WORK INSTRUCTION - Scan the records below, and wherever a line has the word "BridgeEvent", pull it out.

SUPPLIED MATERIAL -
//! Per-channel worker loops.
//!
//! Each channel gets two long-lived workers on their own threads:
//!
//!  * a **reader** that produces exactly one frame per cycle: it waits for
//!    a re-arm token from the dispatcher, pulls bytes off the transport one
//!    at a time, drives the [`Framer`](crate::framer::Framer) to a complete
//!    frame and publishes it as a [`BridgeEvent::FrameReady`];
//!  * a **writer** that drains outbound frames queued by the dispatcher,
//!    writes them to the transport and publishes
//!    [`BridgeEvent::WriteComplete`].
//!
//! The dispatcher never joins a worker. Workers terminate on their own when
//! their channels disconnect (dispatcher dropped its endpoints on shutdown)
//! or when the transport fails. The re-arm token bounds the readers to a
//! single frame in flight per channel: a reader will not touch the
//! transport again until the dispatcher has consumed the previous frame.
//!
//! Both loops are generic over the raw transport (`io::Read` / `io::Write`)
//! so they can be exercised against scripted streams; production code hands
//! them the serial port handles.

use std::io::{self, Read, Write};
use std::sync::mpsc::{self, Receiver, SyncSender};
use std::thread;

use log::trace;

use crate::channel::{read_byte, Channel, ChannelRole};
use crate::dispatcher::{shutdown_requested, BridgeEvent, ChannelEndpoint, EVENT_QUEUE_DEPTH};
use crate::error::BridgeError;
use crate::framer::Framer;

// =============================================================================
// Crate-Public Interface
// =============================================================================

/// Split a channel into its read and write transports and start its two
/// workers. Returns the dispatcher-side endpoints for the channel.
///
/// The worker threads are detached; the dispatcher coordinates with them
/// only through completion signaling, never by joining.
pub(crate) fn spawn_channel_workers(
    channel: Channel,
    events: SyncSender<BridgeEvent>,
) -> Result<ChannelEndpoint, BridgeError> {
    let role = channel.role();
    let writer = channel.try_clone_transport()?;
    let reader = channel.into_transport();

    let (outbound_tx, outbound_rx) = mpsc::sync_channel(EVENT_QUEUE_DEPTH);
    let (rearm_tx, rearm_rx) = mpsc::sync_channel(EVENT_QUEUE_DEPTH);

    let reader_events = events.clone();
    thread::spawn(move || reader_loop(role, reader, reader_events, rearm_rx));
    thread::spawn(move || writer_loop(role, writer, outbound_rx, events));

    Ok(ChannelEndpoint::new(role, outbound_tx, rearm_tx))
}

/// Reader worker loop. One iteration is one frame cycle:
/// re-arm token -> bytes -> frame -> `FrameReady`.
///
/// Terminates when the re-arm channel or the event channel disconnects
/// (dispatcher shut down), when shutdown is requested, or when the
/// transport fails — in which case a `ReaderError` is published first and
/// the channel stays stalled.
pub(crate) fn reader_loop<R: Read>(
    role: ChannelRole,
    mut transport: R,
    events: SyncSender<BridgeEvent>,
    rearm: Receiver<()>,
) {
    let mut framer = Framer::new();
    loop {
        // Wait to be armed by the dispatcher. Disconnection means the
        // dispatcher released its endpoints and we are done.
        if rearm.recv().is_err() {
            trace!("{} reader: dispatcher gone, terminating", role);
            return;
        }

        let frame = loop {
            if shutdown_requested() {
                return;
            }
            match read_byte(&mut transport) {
                // No byte delivered yet; the accumulation state must not
                // advance. The transport's read timeout paces this loop.
                Ok(None) => continue,
                Ok(Some(byte)) => {
                    if let Some(frame) = framer.push_byte(byte) {
                        break frame;
                    }
                }
                Err(error) => {
                    // Report upward and terminate without signaling a
                    // frame. The dispatcher marks the channel stalled.
                    let _ = events.send(BridgeEvent::ReaderError { role, error });
                    return;
                }
            }
        };

        trace!("{} reader: frame complete ({} bytes)", role, frame.as_bytes().len());
        if events.send(BridgeEvent::FrameReady { role, frame }).is_err() {
            return;
        }
    }
}

/// Writer worker loop: drain outbound wire frames and report each write's
/// completion. Write results are fire-and-forget for the dispatcher; this
/// loop only has to make sure a completion event is published per write.
pub(crate) fn writer_loop<W: Write>(
    role: ChannelRole,
    mut transport: W,
    outbound: Receiver<Vec<u8>>,
    events: SyncSender<BridgeEvent>,
) {
    while let Ok(wire) = outbound.recv() {
        let result = write_all_flushed(&mut transport, &wire);
        if events.send(BridgeEvent::WriteComplete { role, result }).is_err() {
            return;
        }
    }
    trace!("{} writer: dispatcher gone, terminating", role);
}

// =============================================================================
// Private stuff
// =============================================================================

fn write_all_flushed<W: Write>(transport: &mut W, wire: &[u8]) -> io::Result<()> {
    transport.write_all(wire)?;
    transport.flush()
}

// =============================================================================
// Unit Tests
// =============================================================================

#[cfg(test)]
mod tests {
    use super::*;
    use crate::framer::FrameKind;
    use std::sync::mpsc;

    /// Scripted transport: yields its bytes one at a time, interleaved with
    /// "nothing available yet" timeouts, then fails with `BrokenPipe`.
    struct Scripted {
        bytes: Vec<u8>,
        pos: usize,
        starve: bool,
    }
    impl Scripted {
        fn new(bytes: &[u8]) -> Self {
            Scripted {
                bytes: bytes.to_vec(),
                pos: 0,
                starve: false,
            }
        }
    }
    impl Read for Scripted {
        fn read(&mut self, buf: &mut [u8]) -> io::Result<usize> {
            // Every other call delivers nothing, exercising the
            // "zero bytes delivered => not advanced" contract.
            self.starve = !self.starve;
            if self.starve {
                return Err(io::Error::new(io::ErrorKind::TimedOut, "starved"));
            }
            if self.pos >= self.bytes.len() {
                return Err(io::Error::new(io::ErrorKind::BrokenPipe, "script over"));
            }
            buf[0] = self.bytes[self.pos];
            self.pos += 1;
            Ok(1)
        }
    }

    fn armed_once() -> Receiver<()> {
        let (tx, rx) = mpsc::sync_channel(1);
        tx.send(()).unwrap();
        // Sender dropped here: the loop exits after its first cycle.
        rx
    }

    #[test]
    fn reader_publishes_one_frame_per_arm() {
        let (events_tx, events_rx) = mpsc::sync_channel(4);
        reader_loop(
            ChannelRole::Usb,
            Scripted::new(b"|ping|"),
            events_tx,
            armed_once(),
        );
        match events_rx.try_recv().unwrap() {
            BridgeEvent::FrameReady { role, frame } => {
                assert_eq!(role, ChannelRole::Usb);
                assert_eq!(frame.kind(), FrameKind::Forward);
                assert_eq!(frame.payload(), b"ping");
            }
            other => panic!("unexpected event {:?}", other),
        }
    }

    #[test]
    fn reader_does_not_read_until_armed() {
        let (events_tx, events_rx) = mpsc::sync_channel(4);
        let (rearm_tx, rearm_rx) = mpsc::sync_channel::<()>(1);
        // Never armed: dropping the sender must terminate the loop without
        // the transport ever being touched.
        drop(rearm_tx);
        reader_loop(ChannelRole::Bt, Scripted::new(b"|x|"), events_tx, rearm_rx);
        assert!(events_rx.try_recv().is_err());
    }

    #[test]
    fn reader_reports_transport_failure() {
        let (events_tx, events_rx) = mpsc::sync_channel(4);
        // Script ends before the terminator: the next read breaks the pipe.
        reader_loop(
            ChannelRole::Bt,
            Scripted::new(b"|trunca"),
            events_tx,
            armed_once(),
        );
        match events_rx.try_recv().unwrap() {
            BridgeEvent::ReaderError { role, error } => {
                assert_eq!(role, ChannelRole::Bt);
                assert_eq!(error.kind(), io::ErrorKind::BrokenPipe);
            }
            other => panic!("unexpected event {:?}", other),
        }
    }

    #[test]
    fn writer_writes_and_reports_completion() {
        let (events_tx, events_rx) = mpsc::sync_channel(4);
        let (out_tx, out_rx) = mpsc::sync_channel(1);
        out_tx.send(b"|hello|".to_vec()).unwrap();
        drop(out_tx);

        let mut sink: Vec<u8> = Vec::new();
        writer_loop(ChannelRole::Bt, &mut sink, out_rx, events_tx);

        assert_eq!(sink, b"|hello|");
        match events_rx.try_recv().unwrap() {
            BridgeEvent::WriteComplete { role, result } => {
                assert_eq!(role, ChannelRole::Bt);
                assert!(result.is_ok());
            }
            other => panic!("unexpected event {:?}", other),
        }
    }
}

PROBLEM SOLUTION -
//!    frame and publishes it as a [`BridgeEvent::FrameReady`];
//!    [`BridgeEvent::WriteComplete`].
use crate::dispatcher::{shutdown_requested, BridgeEvent, ChannelEndpoint, EVENT_QUEUE_DEPTH};
    events: SyncSender<BridgeEvent>,
    events: SyncSender<BridgeEvent>,
                    let _ = events.send(BridgeEvent::ReaderError { role, error });
        if events.send(BridgeEvent::FrameReady { role, frame }).is_err() {
    events: SyncSender<BridgeEvent>,
        if events.send(BridgeEvent::WriteComplete { role, result }).is_err() {
            BridgeEvent::FrameReady { role, frame } => {
            BridgeEvent::ReaderError { role, error } => {
            BridgeEvent::WriteComplete { role, result } => {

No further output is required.